* **EXERCISE**:
Transcribe every entry word for word.

* **SUPPLIED DATA**:
//! In-process registration backend
//!
//! Stands in for the HTTP backend when the wizard is driven from the command
//! line: serves a fixed organization directory and keeps what it registers in
//! memory.

use super::traits::RegistrationService;
use super::types::{Organization, OrganizationAck, RegisterResponse, UserSummary};
use crate::payload::{IndividualPayload, OrganizationPayload};
use anyhow::Result;
use async_trait::async_trait;
use tokio::sync::Mutex;
use uuid::Uuid;

/// Backend that never leaves the process
#[derive(Debug, Default)]
pub struct OfflineRegistrationService {
    directory: Vec<Organization>,
    accounts: Mutex<Vec<IndividualPayload>>,
    organizations: Mutex<Vec<OrganizationPayload>>,
}

impl OfflineRegistrationService {
    /// Create a backend serving the given organization directory
    pub fn new(directory: Vec<Organization>) -> Self {
        Self {
            directory,
            ..Default::default()
        }
    }

    /// Individual accounts registered so far
    pub async fn accounts(&self) -> Vec<IndividualPayload> {
        self.accounts.lock().await.clone()
    }

    /// Organizations registered so far
    pub async fn organizations(&self) -> Vec<OrganizationPayload> {
        self.organizations.lock().await.clone()
    }
}

#[async_trait]
impl RegistrationService for OfflineRegistrationService {
    async fn lookup_organizations(&self) -> Result<Vec<Organization>> {
        tracing::debug!(count = self.directory.len(), "serving organization directory");
        Ok(self.directory.clone())
    }

    async fn register(&self, payload: &IndividualPayload) -> Result<RegisterResponse> {
        let mut accounts = self.accounts.lock().await;
        if accounts
            .iter()
            .any(|a| a.email.eq_ignore_ascii_case(&payload.email))
        {
            return Ok(RegisterResponse {
                success: false,
                message: Some("An account with this email already exists".to_string()),
                ..Default::default()
            });
        }

        accounts.push(payload.clone());
        let user = UserSummary {
            id: Uuid::new_v4().to_string(),
            email: payload.email.clone(),
            first_name: payload.first_name.clone(),
            last_name: payload.last_name.clone(),
            role: payload.role.as_str().to_string(),
        };
        Ok(RegisterResponse {
            success: true,
            token: Some(Uuid::new_v4().simple().to_string()),
            user: Some(user),
            message: Some("Registration successful".to_string()),
        })
    }

    async fn register_organization(
        &self,
        payload: &OrganizationPayload,
    ) -> Result<OrganizationAck> {
        let mut organizations = self.organizations.lock().await;
        if organizations
            .iter()
            .any(|o| o.registration_number == payload.registration_number)
        {
            return Ok(OrganizationAck {
                success: false,
                message: Some(format!(
                    "Registration number {} is already in use",
                    payload.registration_number
                )),
            });
        }

        organizations.push(payload.clone());
        Ok(OrganizationAck {
            success: true,
            message: Some("Organization registration submitted for review".to_string()),
        })
    }
}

* **SOLUTION TO THIS EXERCISE**:
//! In-process registration backend
//!
//! Stands in for the HTTP backend when the wizard is driven from the command
//! line: serves a fixed organization directory and keeps what it registers in
//! memory.

use super::traits::RegistrationService;
use super::types::{Organization, OrganizationAck, RegisterResponse, UserSummary};
use crate::payload::{IndividualPayload, OrganizationPayload};
use anyhow::Result;
use async_trait::async_trait;
use tokio::sync::Mutex;
use uuid::Uuid;

/// Backend that never leaves the process
#[derive(Debug, Default)]
pub struct OfflineRegistrationService {
    directory: Vec<Organization>,
    accounts: Mutex<Vec<IndividualPayload>>,
    organizations: Mutex<Vec<OrganizationPayload>>,
}

impl OfflineRegistrationService {
    /// Create a backend serving the given organization directory
    pub fn new(directory: Vec<Organization>) -> Self {
        Self {
            directory,
            ..Default::default()
        }
    }

    /// Individual accounts registered so far
    pub async fn accounts(&self) -> Vec<IndividualPayload> {
        self.accounts.lock().await.clone()
    }

    /// Organizations registered so far
    pub async fn organizations(&self) -> Vec<OrganizationPayload> {
        self.organizations.lock().await.clone()
    }
}

#[async_trait]
impl RegistrationService for OfflineRegistrationService {
    async fn lookup_organizations(&self) -> Result<Vec<Organization>> {
        tracing::debug!(count = self.directory.len(), "serving organization directory");
        Ok(self.directory.clone())
    }

    async fn register(&self, payload: &IndividualPayload) -> Result<RegisterResponse> {
        let mut accounts = self.accounts.lock().await;
        if accounts
            .iter()
            .any(|a| a.email.eq_ignore_ascii_case(&payload.email))
        {
            return Ok(RegisterResponse {
                success: false,
                message: Some("An account with this email already exists".to_string()),
                ..Default::default()
            });
        }

        accounts.push(payload.clone());
        let user = UserSummary {
            id: Uuid::new_v4().to_string(),
            email: payload.email.clone(),
            first_name: payload.first_name.clone(),
            last_name: payload.last_name.clone(),
            role: payload.role.as_str().to_string(),
        };
        Ok(RegisterResponse {
            success: true,
            token: Some(Uuid::new_v4().simple().to_string()),
            user: Some(user),
            message: Some("Registration successful".to_string()),
        })
    }

    async fn register_organization(
        &self,
        payload: &OrganizationPayload,
    ) -> Result<OrganizationAck> {
        let mut organizations = self.organizations.lock().await;
        if organizations
            .iter()
            .any(|o| o.registration_number == payload.registration_number)
        {
            return Ok(OrganizationAck {
                success: false,
                message: Some(format!(
                    "Registration number {} is already in use",
                    payload.registration_number
                )),
            });
        }

        organizations.push(payload.clone());
        Ok(OrganizationAck {
            success: true,
            message: Some("Organization registration submitted for review".to_string()),
        })
    }
}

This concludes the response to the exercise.